At DESY, the tiny paint chip was bombarded by monochromatic, 17-kEV X-rays delivered in a 200×300-nm beam.

XRF works by shining hard-X-ray light on a sample to excite inner-core electrons of specific atoms, and then collecting secondary X-ray energy re-emitted at different frequencies when the electrons relax back to the ground state. The characteristic frequencies of that secondary radiation can be tied to the abundance of certain heavy elements such as iron, calcium and lead (see “The Art of Discovery,” OPN, January 2023).

In PXCT, meanwhile, analysis of a multitude of far-field diffraction patterns enables a 3D model of the electron density in a sample to be computationally built up—and also allows visualization of low-atomic-number elements that XRF would miss. Combining XRF and PXCT, the authors note, has proved useful in studies of biological samples and chemical catalysts.

A protective wash of lead?

Applied to The Night Watch, the correlated techniques yielded up some surprises.
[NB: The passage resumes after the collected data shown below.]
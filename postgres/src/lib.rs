//! `PostgreSQL` entity store for the conference backend.
//!
//! [`PostgresEntityStore`] implements [`EntityStore`] over a single table:
//!
//! ```sql
//! CREATE TABLE entities (
//!     reference  TEXT PRIMARY KEY,     -- Reference of the key
//!     kind       TEXT NOT NULL,
//!     ancestry   TEXT[] NOT NULL,      -- References of every ancestor
//!     version    BIGINT NOT NULL,
//!     body       JSONB NOT NULL,       -- the serialized Entity
//!     updated_at TIMESTAMPTZ NOT NULL
//! );
//! ```
//!
//! Commits run in one database transaction. Every touched row is locked with
//! `SELECT ... FOR UPDATE` in key order, the preconditions are checked against
//! the locked versions, and only then are the writes applied. Two writers
//! inserting the same new key collide on the primary key instead; that, and
//! serialization or deadlock failures, surface as
//! [`StoreError::ConcurrencyConflict`] so callers retry them like any other
//! lost race.
//!
//! Queries select candidates by kind (and ancestor) in SQL and evaluate
//! predicates and ordering in-process with [`Query::apply`], so the results
//! match every other store exactly.
//!
//! # Example
//!
//! ```no_run
//! use conference_postgres::PostgresEntityStore;
//! use std::time::Duration;
//!
//! # async fn example() -> Result<(), Box<dyn std::error::Error>> {
//! let store = PostgresEntityStore::connect(
//!     "postgres://localhost/conference",
//!     10,
//!     Duration::from_secs(30),
//! )
//! .await?;
//! store.migrate().await?;
//! # Ok(())
//! # }
//! ```

use conference_core::entity::Entity;
use conference_core::key::{EntityKey, Reference};
use conference_core::store::{
    EntityStore, Mutation, Precondition, Query, Record, StoreError, StoreFuture, Version,
};
use sqlx::postgres::{PgPool, PgPoolOptions};
use sqlx::{Postgres, Transaction};
use std::collections::HashMap;
use std::time::Duration;

/// Conflicting commits, by cause.
pub const STORE_CONFLICTS_TOTAL: &str = "conference_store_conflicts_total";

// unique_violation, serialization_failure, deadlock_detected
const CONFLICT_CODES: [&str; 3] = ["23505", "40001", "40P01"];

type Row = (String, i64, serde_json::Value);

/// `PostgreSQL`-backed [`EntityStore`].
#[derive(Clone)]
pub struct PostgresEntityStore {
    pool: PgPool,
}

impl PostgresEntityStore {
    /// Connect a new pool.
    ///
    /// # Errors
    ///
    /// [`StoreError::Database`] if the connection fails.
    pub async fn connect(
        database_url: &str,
        max_connections: u32,
        connect_timeout: Duration,
    ) -> Result<Self, StoreError> {
        let pool = PgPoolOptions::new()
            .max_connections(max_connections)
            .acquire_timeout(connect_timeout)
            .connect(database_url)
            .await
            .map_err(|e| StoreError::Database(format!("Failed to connect: {e}")))?;
        Ok(Self::from_pool(pool))
    }

    /// Use an existing pool.
    #[must_use]
    pub const fn from_pool(pool: PgPool) -> Self {
        Self { pool }
    }

    /// Create the `entities` table and its indexes if they do not exist.
    ///
    /// # Errors
    ///
    /// [`StoreError::Database`] if a migration fails.
    pub async fn migrate(&self) -> Result<(), StoreError> {
        sqlx::migrate!("./migrations")
            .run(&self.pool)
            .await
            .map_err(|e| StoreError::Database(format!("Migration failed: {e}")))
    }

    /// The underlying pool.
    #[must_use]
    pub const fn pool(&self) -> &PgPool {
        &self.pool
    }

    async fn load(&self, key: &EntityKey) -> Result<Option<Record>, StoreError> {
        let row: Option<Row> =
            sqlx::query_as("SELECT reference, version, body FROM entities WHERE reference = $1")
                .bind(key.to_reference().as_str())
                .fetch_optional(&self.pool)
                .await
                .map_err(database_error)?;
        row.map(decode_row).transpose()
    }

    async fn load_many(&self, keys: &[EntityKey]) -> Result<Vec<Option<Record>>, StoreError> {
        let references: Vec<String> = keys.iter().map(|k| k.to_reference().as_str().to_string()).collect();
        let rows: Vec<Row> =
            sqlx::query_as("SELECT reference, version, body FROM entities WHERE reference = ANY($1)")
                .bind(&references)
                .fetch_all(&self.pool)
                .await
                .map_err(database_error)?;

        let mut found: HashMap<EntityKey, Record> = rows
            .into_iter()
            .map(|row| decode_row(row).map(|record| (record.key.clone(), record)))
            .collect::<Result<_, _>>()?;
        Ok(keys.iter().map(|key| found.remove(key)).collect())
    }

    async fn run_query(&self, query: Query) -> Result<Vec<Record>, StoreError> {
        let rows: Vec<Row> = match &query.ancestor {
            Some(ancestor) => sqlx::query_as(
                "SELECT reference, version, body FROM entities WHERE kind = $1 AND $2 = ANY(ancestry)",
            )
            .bind(query.kind.as_str())
            .bind(ancestor.to_reference().as_str())
            .fetch_all(&self.pool)
            .await,
            None => sqlx::query_as("SELECT reference, version, body FROM entities WHERE kind = $1")
                .bind(query.kind.as_str())
                .fetch_all(&self.pool)
                .await,
        }
        .map_err(database_error)?;

        let candidates = rows
            .into_iter()
            .map(decode_row)
            .collect::<Result<Vec<_>, _>>()?;
        Ok(query.apply(candidates))
    }

    async fn apply(&self, mut mutations: Vec<Mutation>) -> Result<(), StoreError> {
        // A fixed lock order keeps concurrent commits from deadlocking.
        mutations.sort_by(|a, b| a.key().cmp(b.key()));
        if let Some(pair) = mutations.windows(2).find(|pair| pair[0].key() == pair[1].key()) {
            return Err(StoreError::Database(format!(
                "Commit touches {} more than once",
                pair[0].key()
            )));
        }

        let mut tx = self.pool.begin().await.map_err(database_error)?;
        for mutation in mutations {
            let key = mutation.key().clone();
            let expected = mutation.precondition();
            let current = lock_version(&mut tx, &key)
                .await
                .map_err(|e| conflict_or_database(&key, expected, e))?;

            if !expected.holds(current) {
                metrics::counter!(STORE_CONFLICTS_TOTAL, "cause" => "precondition").increment(1);
                tracing::debug!(key = %key, %expected, ?current, "Commit precondition failed");
                return Err(StoreError::ConcurrencyConflict {
                    key,
                    expected,
                    actual: current,
                });
            }

            write(&mut tx, mutation, current)
                .await
                .map_err(|e| conflict_or_database(&key, expected, e))?;
        }

        tx.commit().await.map_err(database_error)
    }
}

async fn lock_version(
    tx: &mut Transaction<'_, Postgres>,
    key: &EntityKey,
) -> Result<Option<Version>, WriteError> {
    let row: Option<(i64,)> =
        sqlx::query_as("SELECT version FROM entities WHERE reference = $1 FOR UPDATE")
            .bind(key.to_reference().as_str())
            .fetch_optional(&mut **tx)
            .await?;
    Ok(row.map(|(version,)| to_version(version)).transpose()?)
}

async fn write(
    tx: &mut Transaction<'_, Postgres>,
    mutation: Mutation,
    current: Option<Version>,
) -> Result<(), WriteError> {
    match mutation {
        Mutation::Put { key, entity, .. } => {
            let body = serde_json::to_value(&entity)
                .map_err(|e| StoreError::Serialization(e.to_string()))?;
            let reference = key.to_reference();
            match current {
                Some(version) => {
                    sqlx::query(
                        "UPDATE entities SET version = $2, body = $3, updated_at = now() WHERE reference = $1",
                    )
                    .bind(reference.as_str())
                    .bind(from_version(version.next())?)
                    .bind(body)
                    .execute(&mut **tx)
                    .await?;
                }
                None => {
                    let ancestry: Vec<String> = key
                        .ancestors()
                        .iter()
                        .map(|a| a.to_reference().as_str().to_string())
                        .collect();
                    sqlx::query(
                        "INSERT INTO entities (reference, kind, ancestry, version, body) VALUES ($1, $2, $3, $4, $5)",
                    )
                    .bind(reference.as_str())
                    .bind(key.kind().as_str())
                    .bind(&ancestry)
                    .bind(from_version(Version::FIRST)?)
                    .bind(body)
                    .execute(&mut **tx)
                    .await?;
                }
            }
        }
        Mutation::Delete { key, .. } => {
            sqlx::query("DELETE FROM entities WHERE reference = $1")
                .bind(key.to_reference().as_str())
                .execute(&mut **tx)
                .await?;
        }
    }
    Ok(())
}

/// Failure inside a commit, before it is classified.
enum WriteError {
    Sql(sqlx::Error),
    Store(StoreError),
}

impl From<sqlx::Error> for WriteError {
    fn from(error: sqlx::Error) -> Self {
        Self::Sql(error)
    }
}

impl From<StoreError> for WriteError {
    fn from(error: StoreError) -> Self {
        Self::Store(error)
    }
}

fn conflict_or_database(key: &EntityKey, expected: Precondition, error: WriteError) -> StoreError {
    let error = match error {
        WriteError::Store(error) => return error,
        WriteError::Sql(error) => error,
    };
    let code = match &error {
        sqlx::Error::Database(db) => db.code().map(|code| code.into_owned()),
        _ => None,
    };
    match code {
        Some(code) if CONFLICT_CODES.contains(&code.as_str()) => {
            metrics::counter!(STORE_CONFLICTS_TOTAL, "cause" => code).increment(1);
            StoreError::ConcurrencyConflict {
                key: key.clone(),
                expected,
                actual: None,
            }
        }
        _ => database_error(error),
    }
}

fn database_error(error: sqlx::Error) -> StoreError {
    StoreError::Database(error.to_string())
}

fn decode_row((reference, version, body): Row) -> Result<Record, StoreError> {
    let key = Reference::new(reference)
        .decode()
        .map_err(|e| StoreError::Serialization(e.to_string()))?;
    let entity: Entity =
        serde_json::from_value(body).map_err(|e| StoreError::Serialization(format!("{key}: {e}")))?;
    Ok(Record {
        key,
        version: to_version(version)?,
        entity,
    })
}

fn to_version(value: i64) -> Result<Version, StoreError> {
    u64::try_from(value)
        .map(Version::new)
        .map_err(|_| StoreError::Serialization(format!("Negative version {value}")))
}

fn from_version(version: Version) -> Result<i64, StoreError> {
    i64::try_from(version.value())
        .map_err(|_| StoreError::Serialization(format!("Version {version} exceeds i64::MAX")))
}

impl EntityStore for PostgresEntityStore {
    fn get<'a>(&'a self, key: &'a EntityKey) -> StoreFuture<'a, Option<Record>> {
        Box::pin(self.load(key))
    }

    fn get_many<'a>(&'a self, keys: &'a [EntityKey]) -> StoreFuture<'a, Vec<Option<Record>>> {
        Box::pin(self.load_many(keys))
    }

    fn query(&self, query: Query) -> StoreFuture<'_, Vec<Record>> {
        Box::pin(self.run_query(query))
    }

    fn commit(&self, mutations: Vec<Mutation>) -> StoreFuture<'_, ()> {
        Box::pin(self.apply(mutations))
    }
}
The biggest was that the fragment of ground material imaged and mapped by PXCT contained copious amounts of lead as revealed by XRF. A deeper dive into the ptychographic signal revealed that the lead was concentrated in the lowest part of the sample—that is, the part closest to the canvas.

The abundance of lead constituted an unexpected finding for the lightweight quartz-clay ground material in the painting. That discovery, however, chimed with larger, noninvasive macro-XRF element-distribution maps of the painting as a whole. Those maps had shown copious amounts of lead in The Night Watch, much of it seemingly applied in large, circular brushstrokes.
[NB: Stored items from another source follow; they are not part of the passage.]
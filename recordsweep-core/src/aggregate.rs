//! Merging partition outcomes into one deduplicated record set.
//!
//! Outcomes are ordered by partition index before anything else, so the
//! order in which concurrent workers finished never influences which
//! duplicate survives. Within a partition, page order is kept.
//!
//! # Records without an identifier
//! A record carrying none of the identifier aliases gets a random UUID key.
//! Such records are never treated as duplicates of each other, even if every
//! field matches. They are counted in [`Aggregate::without_identifier`].

use std::collections::HashSet;

use serde_json::Value;
use uuid::Uuid;

use crate::config::RetrievalConfig;
use crate::models::{PartitionOutcome, RawRecord};

/// Key used to detect the same logical record twice.
#[derive(Debug, Clone, PartialEq, Eq, Hash)]
pub enum DedupKey {
    /// Value of the first non-empty identifier alias
    Identified(String),
    /// Random key for a record without an identifier
    Synthetic(Uuid),
}

/// Merged, deduplicated records in partition then page order.
#[derive(Debug, Clone, Default)]
pub struct Aggregate {
    /// Surviving records with the key each was deduplicated under
    pub records: Vec<(DedupKey, RawRecord)>,
    /// Records seen before deduplication
    pub raw_count: usize,
    /// Records dropped because an earlier record had the same key
    pub duplicates_dropped: usize,
    /// Records that received a synthetic key
    pub without_identifier: usize,
}

/// First-seen-wins deduplicating merger.
#[derive(Debug, Clone)]
pub struct RecordAggregator {
    id_aliases: Vec<String>,
}

impl RecordAggregator {
    /// Creates an aggregator probing `id_aliases` in order.
    pub fn new(id_aliases: Vec<String>) -> Self {
        Self { id_aliases }
    }

    /// Creates an aggregator using the configured identifier aliases.
    pub fn from_config(config: &RetrievalConfig) -> Self {
        Self::new(config.id_aliases.clone())
    }

    /// Dedup key for `record`; synthetic when no identifier alias is present.
    pub fn key_for(&self, record: &RawRecord) -> DedupKey {
        match primary_identifier(record, &self.id_aliases) {
            Some(id) => DedupKey::Identified(id),
            None => DedupKey::Synthetic(Uuid::new_v4()),
        }
    }

    /// Concatenates outcomes in partition order and drops later duplicates.
    pub fn merge(&self, mut outcomes: Vec<PartitionOutcome>) -> Aggregate {
        outcomes.sort_by_key(|outcome| outcome.filter.index);

        let mut aggregate = Aggregate::default();
        let mut seen = HashSet::new();

        for record in outcomes.into_iter().flat_map(|outcome| outcome.records) {
            aggregate.raw_count += 1;

            let key = self.key_for(&record);
            if matches!(key, DedupKey::Synthetic(_)) {
                aggregate.without_identifier += 1;
            }

            if seen.insert(key.clone()) {
                aggregate.records.push((key, record));
            } else {
                aggregate.duplicates_dropped += 1;
            }
        }

        aggregate
    }
}

/// First non-empty identifier among `aliases`.
///
/// Strings are trimmed; numbers are stringified. Other value kinds are not
/// identifiers.
pub fn primary_identifier(record: &RawRecord, aliases: &[String]) -> Option<String> {
    aliases.iter().find_map(|alias| match record.get(alias)? {
        Value::String(s) => {
            let trimmed = s.trim();
            (!trimmed.is_empty()).then(|| trimmed.to_string())
        }
        Value::Number(n) => Some(n.to_string()),
        _ => None,
    })
}

#[cfg(test)]
mod tests {
    use super::*;
    use crate::models::{Filter, FilterKind, StopReason};
    use proptest::prelude::*;
    use serde_json::json;

    fn record(value: Value) -> RawRecord {
        value.as_object().cloned().unwrap_or_default()
    }

    fn outcome(index: usize, records: Vec<RawRecord>) -> PartitionOutcome {
        PartitionOutcome {
            filter: Filter {
                index,
                kind: FilterKind::Unpartitioned,
                clause: format!("p{index}"),
            },
            records,
            pages_requested: 1,
            stop: StopReason::Exhausted,
        }
    }

    fn aggregator() -> RecordAggregator {
        RecordAggregator::from_config(&RetrievalConfig::default())
    }

    #[test]
    fn test_first_seen_wins() {
        let merged = aggregator().merge(vec![
            outcome(0, vec![record(json!({"id": "A1", "name": "X"}))]),
            outcome(1, vec![record(json!({"id": "A1", "name": "Y"}))]),
        ]);

        assert_eq!(merged.records.len(), 1);
        assert_eq!(merged.records[0].1["name"], "X");
        assert_eq!(merged.raw_count, 2);
        assert_eq!(merged.duplicates_dropped, 1);
    }

    #[test]
    fn test_completion_order_does_not_matter() {
        // Partition 1 finished first but partition 0 still wins
        let merged = aggregator().merge(vec![
            outcome(1, vec![record(json!({"id": "A1", "name": "Y"}))]),
            outcome(0, vec![record(json!({"id": "A1", "name": "X"}))]),
        ]);

        assert_eq!(merged.records[0].1["name"], "X");
    }

    #[test]
    fn test_identifier_aliases() {
        let aliases = RetrievalConfig::default().id_aliases;

        assert_eq!(
            primary_identifier(&record(json!({"Record_ID": " R7 "})), &aliases),
            Some("R7".to_string())
        );
        assert_eq!(
            primary_identifier(&record(json!({"id": "", "Client_ID2": 42})), &aliases),
            Some("42".to_string())
        );
        assert_eq!(
            primary_identifier(&record(json!({"id": null, "name": "x"})), &aliases),
            None
        );
        assert_eq!(
            primary_identifier(&record(json!({"id": true})), &aliases),
            None
        );
    }

    #[test]
    fn test_records_without_identifier_are_never_coalesced() {
        let twin = record(json!({"name": "same"}));
        let merged = aggregator().merge(vec![outcome(0, vec![twin.clone(), twin])]);

        assert_eq!(merged.records.len(), 2);
        assert_eq!(merged.without_identifier, 2);
        assert_eq!(merged.duplicates_dropped, 0);
        assert!(
            merged
                .records
                .iter()
                .all(|(key, _)| matches!(key, DedupKey::Synthetic(_)))
        );
    }

    #[test]
    fn test_numeric_and_string_ids_collide() {
        let merged = aggregator().merge(vec![
            outcome(0, vec![record(json!({"id": 7, "v": 1}))]),
            outcome(1, vec![record(json!({"id": "7", "v": 2}))]),
        ]);

        assert_eq!(merged.records.len(), 1);
        assert_eq!(merged.records[0].1["v"], 1);
    }

    proptest! {
        #[test]
        fn prop_first_occurrence_survives_any_completion_order(
            partitions in prop::collection::vec(prop::collection::vec(0u8..6, 0..8), 1..6),
        ) {
            let outcomes: Vec<PartitionOutcome> = partitions
                .iter()
                .enumerate()
                .map(|(index, ids)| {
                    let records = ids
                        .iter()
                        .enumerate()
                        .map(|(position, id)| {
                            record(json!({"id": format!("A{id}"), "origin": format!("{index}-{position}")}))
                        })
                        .collect();
                    outcome(index, records)
                })
                .collect();

            let mut expected: Vec<(String, String)> = Vec::new();
            for (index, ids) in partitions.iter().enumerate() {
                for (position, id) in ids.iter().enumerate() {
                    let id = format!("A{id}");
                    if !expected.iter().any(|(seen, _)| *seen == id) {
                        expected.push((id, format!("{index}-{position}")));
                    }
                }
            }

            let mut reversed = outcomes.clone();
            reversed.reverse();

            for merged in [aggregator().merge(outcomes), aggregator().merge(reversed)] {
                let survivors: Vec<(String, String)> = merged
                    .records
                    .iter()
                    .map(|(_, r)| {
                        (
                            r["id"].as_str().unwrap_or_default().to_string(),
                            r["origin"].as_str().unwrap_or_default().to_string(),
                        )
                    })
                    .collect();
                prop_assert_eq!(&survivors, &expected);
                prop_assert_eq!(merged.raw_count, merged.records.len() + merged.duplicates_dropped);
            }
        }
    }
}
//! Transport seam for the upstream REST data platform.
//!
//! The engine never talks HTTP directly; it drives a [`PlatformClient`].
//! Two implementations ship with the crate:
//! - `http`: `reqwest`-backed client for the real platform
//! - `memory`: in-process tables honoring the platform's silent row cap, for
//!   tests and dry runs
//!
//! # Security Guarantees
//! - Implementations must never log credential or token values
//! - URLs in errors pass through [`crate::error::redact_url`]
//! - All operations are read-only

use std::fmt;

use async_trait::async_trait;
use zeroize::Zeroizing;

use crate::Result;
use crate::auth::AccessToken;
use crate::models::RawRecord;
use crate::security::Credentials;

pub mod http;
pub mod memory;

pub use http::HttpPlatformClient;
pub use memory::InMemoryPlatform;

/// Successful answer from the token endpoint.
pub struct TokenResponse {
    /// Bearer token value
    pub access_token: Zeroizing<String>,
    /// Lifetime in seconds, when the platform reports one
    pub expires_in: Option<u64>,
    /// Token type, normally `Bearer`
    pub token_type: Option<String>,
}

impl fmt::Debug for TokenResponse {
    fn fmt(&self, f: &mut fmt::Formatter<'_>) -> fmt::Result {
        f.debug_struct("TokenResponse")
            .field("access_token", &"****")
            .field("expires_in", &self.expires_in)
            .field("token_type", &self.token_type)
            .finish()
    }
}

/// One page request against a table's records endpoint.
#[derive(Debug, Clone, PartialEq, Eq)]
pub struct PageRequest {
    /// Upstream table name
    pub table: String,
    /// `q.where` predicate
    pub where_clause: String,
    /// `q.pageSize`
    pub page_size: u32,
    /// `q.pageNumber`, 1-based
    pub page_number: u32,
    /// `q.select`, for grouped requests
    pub select: Option<String>,
    /// `q.groupBy`, for grouped requests
    pub group_by: Option<String>,
}

impl PageRequest {
    /// Plain record page.
    pub fn new(
        table: impl Into<String>,
        where_clause: impl Into<String>,
        page_size: u32,
        page_number: u32,
    ) -> Self {
        Self {
            table: table.into(),
            where_clause: where_clause.into(),
            page_size,
            page_number,
            select: None,
            group_by: None,
        }
    }

    /// Selects and groups by `field`, yielding one row per distinct value.
    pub fn grouped_by(mut self, field: impl Into<String>) -> Self {
        let field = field.into();
        self.select = Some(field.clone());
        self.group_by = Some(field);
        self
    }

    /// Same request for another page.
    pub fn with_page_number(&self, page_number: u32) -> Self {
        Self {
            page_number,
            ..self.clone()
        }
    }
}

/// Async access to the upstream platform.
///
/// # Object Safety
/// This trait is object-safe; the engine holds it as `Arc<dyn PlatformClient>`.
#[async_trait]
pub trait PlatformClient: Send + Sync {
    /// Exchanges client credentials for a bearer token.
    ///
    /// # Errors
    /// Returns `SweepError::Auth` carrying the upstream status and body on any
    /// non-2xx answer, or a transport/timeout error if no answer arrived.
    async fn request_token(&self, credentials: &Credentials) -> Result<TokenResponse>;

    /// Fetches one page of raw records.
    ///
    /// The platform silently returns at most 1000 rows whatever `page_size` says.
    ///
    /// # Errors
    /// Returns error on non-2xx answers, transport failures, or malformed bodies.
    async fn fetch_page(&self, token: &AccessToken, request: &PageRequest)
    -> Result<Vec<RawRecord>>;

    /// Runs an aggregate `COUNT(*)` over `table`.
    ///
    /// # Errors
    /// Returns error on non-2xx answers, transport failures, or a body without
    /// a numeric `COUNT(*)` column.
    async fn count(
        &self,
        token: &AccessToken,
        table: &str,
        where_clause: Option<&str>,
    ) -> Result<u64>;
}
The presence of the lead had previously been partly attributed to the use of lead-containing white pigments in some areas of the painting, to depict features such as faces and the era’s evocative ruffled collars. But the lead mapped in the darker regions was something of a mystery—as was the presence of tiny “lead soap” protrusions across the entire canvas.

The researchers hypothesize that the abundance of lead in The Night Watch could instead relate to goings-on well below the surface. Before applying the quartz-clay ground material, they suggest, Rembrandt—mindful of the painting’s ultimate location in a damp shooting-club hall—may have washed the canvas in a lead-containing oil layer, to provide better protection from the elements. The idea was in the air at the time; a 17^th-century treatise on art techniques by Théodore de Mayerne, for example, suggested impregnation with lead-rich oil as an alternative to the inferior animal-glue sizings then commonly used for protection.

New conservation tool

A press release from the University of Amsterdam said the discovery “underlines Rembrandt’s inventive way of working, in which he did not shy away from using new techniques.” In the paper, the researchers likewise highlight the work’s importance both in revealing aspects of the artist’s creative process and in providing the detailed understanding needed for practical work toward restoration and reconstruction.

The scientists also believe that the results of their study—the first, to their knowledge, to combine synchrotron radiation–based correlated XRF and ptychographic nanotomography on a historic paint micro-sample—suggest that the technique could be useful in other, future conservation work, particularly to provide ground truth for interpreting noninvasive techniques such as macro-XRF mapping.  The combination, the team believes, could prove “a valuable tool for future cultural-heritage studies.”